▶ Exercise objective
From the records below, copy every line that contains the word "Relaxed".

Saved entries
<<<<

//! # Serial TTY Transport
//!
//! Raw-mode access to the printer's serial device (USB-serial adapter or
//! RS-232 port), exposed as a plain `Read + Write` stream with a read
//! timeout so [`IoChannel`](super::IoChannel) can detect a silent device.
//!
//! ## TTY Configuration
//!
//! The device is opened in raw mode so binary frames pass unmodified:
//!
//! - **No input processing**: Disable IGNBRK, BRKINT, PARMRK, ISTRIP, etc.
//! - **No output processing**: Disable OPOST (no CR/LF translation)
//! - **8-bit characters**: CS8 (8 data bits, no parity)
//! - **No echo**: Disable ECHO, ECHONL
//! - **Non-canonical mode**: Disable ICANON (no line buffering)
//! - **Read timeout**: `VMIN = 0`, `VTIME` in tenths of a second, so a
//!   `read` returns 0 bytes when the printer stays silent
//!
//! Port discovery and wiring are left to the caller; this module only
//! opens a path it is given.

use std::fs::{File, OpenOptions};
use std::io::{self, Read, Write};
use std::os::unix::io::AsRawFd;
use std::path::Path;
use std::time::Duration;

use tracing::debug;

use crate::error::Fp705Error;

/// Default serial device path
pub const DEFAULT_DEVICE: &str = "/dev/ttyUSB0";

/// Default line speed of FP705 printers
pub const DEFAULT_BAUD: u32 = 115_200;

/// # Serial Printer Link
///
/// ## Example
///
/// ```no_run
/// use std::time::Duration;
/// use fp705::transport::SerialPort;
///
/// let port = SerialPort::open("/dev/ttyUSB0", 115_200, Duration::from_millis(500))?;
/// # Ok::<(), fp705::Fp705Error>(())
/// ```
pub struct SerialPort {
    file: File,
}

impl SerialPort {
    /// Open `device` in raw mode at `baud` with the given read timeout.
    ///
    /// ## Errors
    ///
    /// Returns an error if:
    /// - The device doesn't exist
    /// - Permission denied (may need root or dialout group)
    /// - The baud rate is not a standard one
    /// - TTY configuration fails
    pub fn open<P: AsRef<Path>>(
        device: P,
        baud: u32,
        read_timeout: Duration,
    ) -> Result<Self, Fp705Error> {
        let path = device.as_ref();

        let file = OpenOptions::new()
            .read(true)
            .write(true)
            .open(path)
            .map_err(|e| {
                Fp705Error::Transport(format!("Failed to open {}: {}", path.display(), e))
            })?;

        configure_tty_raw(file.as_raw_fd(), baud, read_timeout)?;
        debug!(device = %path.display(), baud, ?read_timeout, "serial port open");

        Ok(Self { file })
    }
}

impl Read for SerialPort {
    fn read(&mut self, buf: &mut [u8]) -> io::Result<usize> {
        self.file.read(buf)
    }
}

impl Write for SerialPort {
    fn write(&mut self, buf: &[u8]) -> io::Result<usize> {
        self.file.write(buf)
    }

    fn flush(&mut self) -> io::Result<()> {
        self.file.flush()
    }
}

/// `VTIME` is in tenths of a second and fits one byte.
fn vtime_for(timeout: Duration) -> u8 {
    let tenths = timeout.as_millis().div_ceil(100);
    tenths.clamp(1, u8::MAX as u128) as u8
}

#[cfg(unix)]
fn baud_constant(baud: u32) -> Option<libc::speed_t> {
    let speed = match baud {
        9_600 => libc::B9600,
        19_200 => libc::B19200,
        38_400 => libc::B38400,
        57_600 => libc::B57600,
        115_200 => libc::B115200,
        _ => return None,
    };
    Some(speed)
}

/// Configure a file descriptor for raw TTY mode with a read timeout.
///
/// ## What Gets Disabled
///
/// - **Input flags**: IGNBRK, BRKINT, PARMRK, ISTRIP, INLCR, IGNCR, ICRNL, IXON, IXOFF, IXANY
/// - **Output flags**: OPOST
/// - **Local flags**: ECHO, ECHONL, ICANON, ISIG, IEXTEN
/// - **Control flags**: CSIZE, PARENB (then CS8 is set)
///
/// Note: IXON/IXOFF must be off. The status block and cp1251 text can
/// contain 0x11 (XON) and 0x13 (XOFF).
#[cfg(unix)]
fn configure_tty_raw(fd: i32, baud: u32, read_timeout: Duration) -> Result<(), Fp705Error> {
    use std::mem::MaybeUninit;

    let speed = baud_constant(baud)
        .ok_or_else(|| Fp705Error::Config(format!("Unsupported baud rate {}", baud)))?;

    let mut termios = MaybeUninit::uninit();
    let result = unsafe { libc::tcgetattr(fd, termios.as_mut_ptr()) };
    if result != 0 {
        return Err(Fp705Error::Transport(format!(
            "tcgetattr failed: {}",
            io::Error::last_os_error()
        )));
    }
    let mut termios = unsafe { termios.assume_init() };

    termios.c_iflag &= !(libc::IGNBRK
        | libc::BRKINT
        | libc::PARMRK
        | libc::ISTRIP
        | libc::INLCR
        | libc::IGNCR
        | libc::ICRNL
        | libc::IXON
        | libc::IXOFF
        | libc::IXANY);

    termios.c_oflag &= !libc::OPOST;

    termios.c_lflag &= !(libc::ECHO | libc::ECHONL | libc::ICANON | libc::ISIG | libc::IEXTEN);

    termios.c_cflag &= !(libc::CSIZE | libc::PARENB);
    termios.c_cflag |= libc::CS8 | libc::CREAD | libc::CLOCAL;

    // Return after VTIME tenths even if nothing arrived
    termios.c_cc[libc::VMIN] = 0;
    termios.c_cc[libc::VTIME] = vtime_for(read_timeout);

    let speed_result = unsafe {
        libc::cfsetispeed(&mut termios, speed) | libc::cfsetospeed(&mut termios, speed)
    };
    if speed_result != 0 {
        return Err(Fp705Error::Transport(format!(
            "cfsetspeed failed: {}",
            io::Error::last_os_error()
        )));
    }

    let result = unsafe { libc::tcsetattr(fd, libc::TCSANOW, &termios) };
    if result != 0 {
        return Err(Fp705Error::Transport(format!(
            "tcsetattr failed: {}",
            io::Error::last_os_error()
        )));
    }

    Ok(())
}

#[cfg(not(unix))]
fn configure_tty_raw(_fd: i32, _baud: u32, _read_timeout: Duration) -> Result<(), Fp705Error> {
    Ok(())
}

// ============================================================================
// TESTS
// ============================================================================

>>>>
<<<<

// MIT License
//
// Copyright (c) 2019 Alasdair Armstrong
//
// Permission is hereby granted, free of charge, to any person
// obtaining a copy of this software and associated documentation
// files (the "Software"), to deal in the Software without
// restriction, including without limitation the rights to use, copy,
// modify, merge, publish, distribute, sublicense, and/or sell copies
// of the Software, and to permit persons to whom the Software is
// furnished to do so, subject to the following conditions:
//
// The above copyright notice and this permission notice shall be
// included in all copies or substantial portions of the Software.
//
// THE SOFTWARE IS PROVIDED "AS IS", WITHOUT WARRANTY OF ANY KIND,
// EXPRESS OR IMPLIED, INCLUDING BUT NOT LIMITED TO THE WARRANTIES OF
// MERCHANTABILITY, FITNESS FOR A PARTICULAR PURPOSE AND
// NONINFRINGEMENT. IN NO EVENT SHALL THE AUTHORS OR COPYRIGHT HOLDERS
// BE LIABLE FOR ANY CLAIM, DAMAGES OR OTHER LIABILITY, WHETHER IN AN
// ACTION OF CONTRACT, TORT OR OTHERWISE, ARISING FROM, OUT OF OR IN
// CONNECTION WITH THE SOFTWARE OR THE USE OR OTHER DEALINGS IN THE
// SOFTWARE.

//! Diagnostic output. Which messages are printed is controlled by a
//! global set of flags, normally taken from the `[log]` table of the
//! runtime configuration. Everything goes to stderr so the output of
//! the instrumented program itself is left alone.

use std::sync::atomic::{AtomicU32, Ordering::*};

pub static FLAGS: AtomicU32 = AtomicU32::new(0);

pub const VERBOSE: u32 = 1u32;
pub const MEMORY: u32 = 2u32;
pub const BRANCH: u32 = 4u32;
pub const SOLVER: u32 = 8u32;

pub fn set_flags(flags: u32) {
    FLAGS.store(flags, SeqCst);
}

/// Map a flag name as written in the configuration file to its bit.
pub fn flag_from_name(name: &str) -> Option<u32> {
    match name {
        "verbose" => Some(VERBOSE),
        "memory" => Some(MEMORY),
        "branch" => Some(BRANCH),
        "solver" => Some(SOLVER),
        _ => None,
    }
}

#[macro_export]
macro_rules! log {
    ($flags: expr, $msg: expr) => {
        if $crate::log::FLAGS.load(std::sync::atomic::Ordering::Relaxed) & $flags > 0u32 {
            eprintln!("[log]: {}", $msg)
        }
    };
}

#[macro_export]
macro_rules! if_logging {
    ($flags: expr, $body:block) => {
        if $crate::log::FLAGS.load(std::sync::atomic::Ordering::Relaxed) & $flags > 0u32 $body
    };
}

>>>>

▶ Answer box
        if $crate::log::FLAGS.load(std::sync::atomic::Ordering::Relaxed) & $flags > 0u32 {
        if $crate::log::FLAGS.load(std::sync::atomic::Ordering::Relaxed) & $flags > 0u32 $body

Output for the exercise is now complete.